Creating An Interactive Skills Chart with The Plotly Library
The Why?
I wanted to take a stab at creating a chart showing my skills, the level of usage, and the number of years I have used the skill in a visualization. The data in this is not a complete list of my skills, but I have created a quick CSV file with a list of skills, the year I started using them, and the year I stopped using them (2023 being the current year). The size of the bubbles indicates the amount of years I have used the skill.
The Introduction to the solution:
Lets get to know plotly first if you have never met. Python's Plotly module is a powerful tool for creating interactive plots. With just a few lines of code, you can create a plot with customizable axes, markers, and colors.

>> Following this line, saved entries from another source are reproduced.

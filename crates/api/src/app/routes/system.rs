use axum::{Json, http::StatusCode, response::IntoResponse};

pub async fn health() -> StatusCode {
    StatusCode::OK
}

pub async fn whoami(
    axum::extract::Extension(principal): axum::extract::Extension<crate::context::PrincipalContext>,
) -> impl IntoResponse {
    Json(serde_json::json!({
        "principal_id": principal.principal_id().to_string(),
        "username": principal.username(),
        "roles": principal.roles().iter().map(|r| r.as_str()).collect::<Vec<_>>(),
    }))
}
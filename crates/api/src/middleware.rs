use axum::{
    extract::State,
    http::{HeaderMap, StatusCode},
    middleware::Next,
    response::Response,
};
use chrono::Utc;
use std::sync::Arc;

use medstock_auth::JwtValidator;

use crate::app::errors;
use crate::context::PrincipalContext;

#[derive(Clone)]
pub struct AuthState {
    pub jwt: Arc<dyn JwtValidator>,
}

/// Bearer-token gate for all protected routes.
///
/// On success the request gains a [`PrincipalContext`] extension; on any
/// failure the response is the same 401 envelope, without distinguishing
/// missing, malformed and invalid tokens.
pub async fn auth_middleware(
    State(state): State<AuthState>,
    mut req: axum::http::Request<axum::body::Body>,
    next: Next,
) -> Response {
    let Some(token) = bearer_token(req.headers()) else {
        return unauthorized();
    };

    let claims = match state.jwt.validate(token, Utc::now()) {
        Ok(claims) => claims,
        Err(e) => {
            tracing::debug!(error = %e, "rejected bearer token");
            return unauthorized();
        }
    };

    req.extensions_mut().insert(PrincipalContext::new(
        claims.sub,
        claims.username,
        claims.roles,
    ));

    next.run(req).await
}

fn bearer_token(headers: &HeaderMap) -> Option<&str> {
    let token = headers
        .get(axum::http::header::AUTHORIZATION)?
        .to_str()
        .ok()?
        .strip_prefix("Bearer ")?
        .trim();

    (!token.is_empty()).then_some(token)
}

fn unauthorized() -> Response {
    errors::json_error(
        StatusCode::UNAUTHORIZED,
        "unauthorized",
        "missing or invalid bearer token",
    )
}
//! Tracing/logging setup shared by binaries and tests.

use tracing_subscriber::EnvFilter;

/// Initialize process-wide tracing/logging.
///
/// JSON logs + timestamps, filter configurable via `RUST_LOG` (defaults to
/// `info`). Safe to call multiple times; subsequent calls are no-ops.
pub fn init() {
    let filter = EnvFilter::try_from_default_env().unwrap_or_else(|_| EnvFilter::new("info"));

    let _ = tracing_subscriber::fmt()
        .with_env_filter(filter)
        .json()
        .with_timer(tracing_subscriber::fmt::time::SystemTime)
        .with_target(false)
        .try_init();
}
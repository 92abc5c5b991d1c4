//! XLSX workbook export.
//!
//! One workbook per clinic with three sheets, columns matching the CSV
//! downloads: Stock, DispatchLog, MonthlyReport.

use rust_xlsxwriter::{Format, Workbook, Worksheet};

use medstock_ledger::{DispatchRecord, MonthlyReportRow, StockEntry};

use crate::csv_export::{DISPATCH_HEADERS, ExportError, REPORT_HEADERS, STOCK_HEADERS};

pub const STOCK_SHEET_NAME: &str = "Stock";
pub const DISPATCH_SHEET_NAME: &str = "DispatchLog";
pub const REPORT_SHEET_NAME: &str = "MonthlyReport";

const TIMESTAMP_FORMAT: &str = "%Y-%m-%d %H:%M:%S";

/// Build the full clinic workbook and return the serialized `.xlsx` bytes.
pub fn workbook_bytes(
    stock: &[StockEntry],
    dispatch_log: &[DispatchRecord],
    report: &[MonthlyReportRow],
) -> Result<Vec<u8>, ExportError> {
    let mut workbook = Workbook::new();
    let header_format = Format::new().set_bold();

    {
        let sheet = workbook.add_worksheet();
        sheet.set_name(STOCK_SHEET_NAME)?;
        write_headers(sheet, &STOCK_HEADERS, &header_format)?;

        for (i, entry) in stock.iter().enumerate() {
            let row = (i + 1) as u32;
            sheet.write_string(row, 0, &entry.name)?;
            sheet.write_number(row, 1, f64::from(entry.quantity))?;
        }
    }

    {
        let sheet = workbook.add_worksheet();
        sheet.set_name(DISPATCH_SHEET_NAME)?;
        write_headers(sheet, &DISPATCH_HEADERS, &header_format)?;

        for (i, record) in dispatch_log.iter().enumerate() {
            let row = (i + 1) as u32;
            sheet.write_string(row, 0, record.id.to_string())?;
            sheet.write_string(row, 1, &record.transaction_number)?;
            sheet.write_string(row, 2, &record.medicine_name)?;
            sheet.write_number(row, 3, f64::from(record.count))?;
            sheet.write_string(
                row,
                4,
                record.dispatched_at.format(TIMESTAMP_FORMAT).to_string(),
            )?;
        }
    }

    {
        let sheet = workbook.add_worksheet();
        sheet.set_name(REPORT_SHEET_NAME)?;
        write_headers(sheet, &REPORT_HEADERS, &header_format)?;

        for (i, row_data) in report.iter().enumerate() {
            let row = (i + 1) as u32;
            sheet.write_string(row, 0, &row_data.medicine_name)?;
            sheet.write_string(row, 1, &row_data.month)?;
            sheet.write_number(row, 2, row_data.total as f64)?;
        }
    }

    let bytes = workbook.save_to_buffer()?;
    Ok(bytes)
}

fn write_headers(
    sheet: &mut Worksheet,
    headers: &[&str],
    format: &Format,
) -> Result<(), ExportError> {
    for (col, header) in headers.iter().enumerate() {
        sheet.write_string_with_format(0, col as u16, *header, format)?;
    }
    Ok(())
}

#[cfg(test)]
mod tests {
    use chrono::{TimeZone, Utc};

    use medstock_core::DispatchId;

    use super::*;

    #[test]
    fn workbook_builds_with_all_three_sheets() {
        let stock = vec![StockEntry::new("Paracetamol", 20)];
        let log = vec![DispatchRecord {
            id: DispatchId::new(),
            transaction_number: "TR1".to_string(),
            medicine_name: "Paracetamol".to_string(),
            count: 5,
            dispatched_at: Utc.with_ymd_and_hms(2025, 7, 1, 9, 0, 0).unwrap(),
        }];
        let report = vec![MonthlyReportRow {
            medicine_name: "Paracetamol".to_string(),
            month: "July 2025".to_string(),
            total: 5,
        }];

        let bytes = workbook_bytes(&stock, &log, &report).unwrap();

        // XLSX is a zip container; checking the magic is enough to know the
        // workbook serialized.
        assert!(bytes.starts_with(b"PK"));
    }

    #[test]
    fn empty_tables_still_produce_a_workbook() {
        let bytes = workbook_bytes(&[], &[], &[]).unwrap();
        assert!(bytes.starts_with(b"PK"));
    }
}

The scatter plot which I use here also allows you to easily add trend lines, error bars, and other annotations to your plot.
Sample Data:
An example of the CSV file.
SQL, 2010, 2023, Admin
Python, 2016, 2023, Scripts/Dags/Frameworks
MySQL, 2011, 2023, Admin/Built/on-prem/cloud
MongDB, 2015.2, 2023.2, Admin/Built/on-prem/Cloud
Redis, 2015.1, 2023.1, Admin/Built
Using the following columns:
'skill', 'year_started','year_used', 'level'
Transforming the Data:
I had to do some simple steps to transform the data for the scatter plot I chose. In the python script I took the year I stopped and minus the year I started to get the size of the bubbles in the scatter plot.
I needed to add a new column that I used for the size of Skill bubbles. The new column I called years_used_skill
.
df['years_used_skill'] = df['year_used'] - df['year_started']
Example Data Frame Output:
skill | year_started | year_used | level | years_used_skill |
---|---|---|---|---|
Linux | 2005.0 | 2023.0 | Admin/User/Built | 18.0 |
Confluence | 2008.0 | 2023.0 | User / Documentation Creator | 15.0 |
SQL | 2010.0 | 2023.0 | Admin | 13.0 |
I took the year I stopped using the skill minus the year I started to get the size of the dots in the scatter plot. The default of the bubbles were generally small. You can fix that so it's eassier to view if your values are smaller then 40. Since the size were base off of years used in the skill I set the default size higher. You can change the max size of the bubbles using the parameter size_max=80
in the scatter plot.
I also wanted the most recent skills to show first from right to left which is as easy as using autorange="reversed" fig.update_xaxes(autorange="reversed")
.
To change the order of the legend you need to do the following:
skills = df.sort_values(by='years_used_skill',ascending=True,\
ignore_index=True)
Customizing the Chart:
You have many options to customize your charts under fig.update_layout()
:.
fig.update_layout(
title="Skills in Years Used and Year Started<br><sup>By Skills/Level</sup>",
title_x=0.5,
xaxis_title="Year Started Using the Skill",
yaxis_title="Years Used",
legend_title="Skills <br><sup>Double Click to Isolate a Skill</sup>",
template="simple_white",
)
You can use multiple templates for plotly charts. I used simple_white. Here are a few others.
template="simple_white"
template="plotly_white"
template="plotly_dark"
template="ggplot2"
template="seaborn"
template="none"
You can also add annotations under:
annotations=[
{
"text": "Database Engineer Lead",
"x": 2021,
"y": 55,
},
{
"text": "Cloud Enablement Team",
"x": 2019,
"y": 45,
},
{
"text": "Hadoop Administration",
"x": 2017,
"y": 35,
},
You can move the legend:
legend=dict(
x=0.0001,
y=-1.999,
yanchor="bottom",
tracegroupgap=1.2
),
For a live example graph of the following code above you can view the outcome here:
For a cleaner demo I left out annotations below.
Run the script:
$ python3 skills_graph
This will launch a the graph in a browser on your localhost.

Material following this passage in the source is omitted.